__Directions for this task__.
The line containing "lives in the" marks the end: write out exactly every line from the first line of the data below through that line, and only those.

------------------------------

//! Static step definitions.
//!
//! A wizard is an ordered list of [`StepDefinition`]s authored once per wizard type.
//! Definitions never change while a wizard runs; the per-step draft lives in the
//! step controller and accepted values live in the orchestrator's collected map.

use super::validate::Rule;
use super::value::Value;
use std::time::Duration;

/// Idle window applied to every step unless overridden.
pub const DEFAULT_IDLE_TIMEOUT: Duration = Duration::from_secs(60);

/// Kind of channel offered by a channel picker.
#[derive(Clone, Copy, Debug, PartialEq, Eq)]
pub enum ChannelKind {
    /// Text channels
    Text,
    /// Channel categories
    Category,
}

/// A fixed option of a static choice list.
#[derive(Clone, Debug, PartialEq, Eq)]
pub struct ChoiceOption {
    /// Value reported when selected
    pub value: String,
    /// Label shown to the user
    pub label: String,
    /// Optional secondary text
    pub description: Option<String>,
}

impl ChoiceOption {
    /// Creates an option whose value and label differ.
    pub fn new(value: impl Into<String>, label: impl Into<String>) -> Self {
        Self {
            value: value.into(),
            label: label.into(),
            description: None,
        }
    }
}

/// Where the options of a choice control come from.
#[derive(Clone, Debug, PartialEq, Eq)]
pub enum OptionSource {
    /// Options listed in the definition
    Static(Vec<ChoiceOption>),
    /// The guild's roles, resolved by the platform
    Roles,
    /// The guild's channels of one kind, resolved by the platform
    Channels(ChannelKind),
}

/// One field of a structured-text form.
#[derive(Clone, Debug, PartialEq, Eq)]
pub struct FormField {
    /// Key under which the submitted text is reported
    pub key: String,
    /// Label shown above the input
    pub label: String,
    /// Whether the platform should refuse an empty submission
    pub required: bool,
    /// Multi-line input
    pub long: bool,
    /// Placeholder text
    pub placeholder: Option<String>,
    /// Maximum accepted length
    pub max_length: Option<u16>,
}

impl FormField {
    /// Creates a required single-line field.
    pub fn new(key: impl Into<String>, label: impl Into<String>) -> Self {
        Self {
            key: key.into(),
            label: label.into(),
            required: true,
            long: false,
            placeholder: None,
            max_length: None,
        }
    }

    /// Marks the field optional.
    #[must_use]
    pub const fn optional(mut self) -> Self {
        self.required = false;
        self
    }

    /// Makes the field multi-line.
    #[must_use]
    pub const fn long(mut self) -> Self {
        self.long = true;
        self
    }

    /// Sets the placeholder.
    #[must_use]
    pub fn placeholder(mut self, placeholder: impl Into<String>) -> Self {
        self.placeholder = Some(placeholder.into());
        self
    }

    /// Caps the input length.
    #[must_use]
    pub const fn max_length(mut self, max_length: u16) -> Self {
        self.max_length = Some(max_length);
        self
    }
}

/// A structured free-text form (a modal on Discord).
#[derive(Clone, Debug, PartialEq, Eq)]
pub struct Form {
    /// Form title
    pub title: String,
    /// Fields in display order
    pub fields: Vec<FormField>,
}

impl Form {
    /// Creates a form.
    pub fn new(title: impl Into<String>, fields: Vec<FormField>) -> Self {
        Self {
            title: title.into(),
            fields,
        }
    }
}

/// The control category a step collects its value with.
#[derive(Clone, Debug, PartialEq, Eq)]
pub enum InputKind {
    /// Pick exactly one option
    Choice(OptionSource),
    /// Pick up to `max` options
    MultiChoice {
        /// Option source
        source: OptionSource,
        /// Maximum number of selections
        max: u8,
    },
    /// Fill in a form
    StructuredText(Form),
    /// Build a list of entries, each described by `entry_form`; when `picker` is set
    /// each entry starts by picking its value from that source
    ListBuilder {
        /// Source of the entry value, if entries carry one
        picker: Option<OptionSource>,
        /// Form describing one entry
        entry_form: Form,
    },
    /// Only a continue button
    Confirm,
}

/// One static step of a wizard.
#[derive(Clone, Debug)]
pub struct StepDefinition {
    /// Key of the collected value
    pub key: String,
    /// Prompt title
    pub title: String,
    /// Prompt description
    pub description: String,
    /// Whether continuing requires an accepted value
    pub required: bool,
    /// Control category
    pub input: InputKind,
    /// Value used when an optional step is continued without input
    pub default: Option<Value>,
    /// Validation rules, applied in order
    pub rules: Vec<Rule>,
    /// Inactivity bound for this step
    pub idle_timeout: Duration,
}

impl StepDefinition {
    /// Creates an optional step with no rules and the default idle timeout.
    pub fn new(key: impl Into<String>, input: InputKind) -> Self {
        let key = key.into();
        Self {
            title: key.clone(),
            key,
            description: String::new(),
            required: false,
            input,
            default: None,
            rules: Vec::new(),
            idle_timeout: DEFAULT_IDLE_TIMEOUT,
        }
    }

    /// Sets the prompt title and description.
    #[must_use]
    pub fn titled(mut self, title: impl Into<String>, description: impl Into<String>) -> Self {
        self.title = title.into();
        self.description = description.into();
        self
    }

    /// Marks the step required.
    #[must_use]
    pub const fn required(mut self) -> Self {
        self.required = true;
        self
    }

    /// Sets the value an optional step falls back to.
    #[must_use]
    pub fn default_value(mut self, value: Value) -> Self {
        self.default = Some(value);
        self
    }

    /// Appends a validation rule.
    #[must_use]
    pub fn rule(mut self, rule: Rule) -> Self {
        self.rules.push(rule);
        self
    }

    /// Overrides the idle timeout.
    #[must_use]
    pub const fn idle_timeout(mut self, idle_timeout: Duration) -> Self {
        self.idle_timeout = idle_timeout;
        self
    }

    /// Largest list size allowed by a `MaxItems` rule, if any.
    #[must_use]
    pub fn max_items(&self) -> Option<usize> {
        self.rules.iter().find_map(|rule| match rule {
            Rule::MaxItems(max) => Some(*max),
            _ => None,
        })
    }

    /// Smallest list size required by a `MinItems` rule, if any.
    #[must_use]
    pub fn min_items(&self) -> Option<usize> {
        self.rules.iter().find_map(|rule| match rule {
            Rule::MinItems(min) => Some(*min),
            _ => None,
        })
    }
}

------------------------------

__Answer space__.
//! Static step definitions.
//!
//! A wizard is an ordered list of [`StepDefinition`]s authored once per wizard type.
//! Definitions never change while a wizard runs; the per-step draft lives in the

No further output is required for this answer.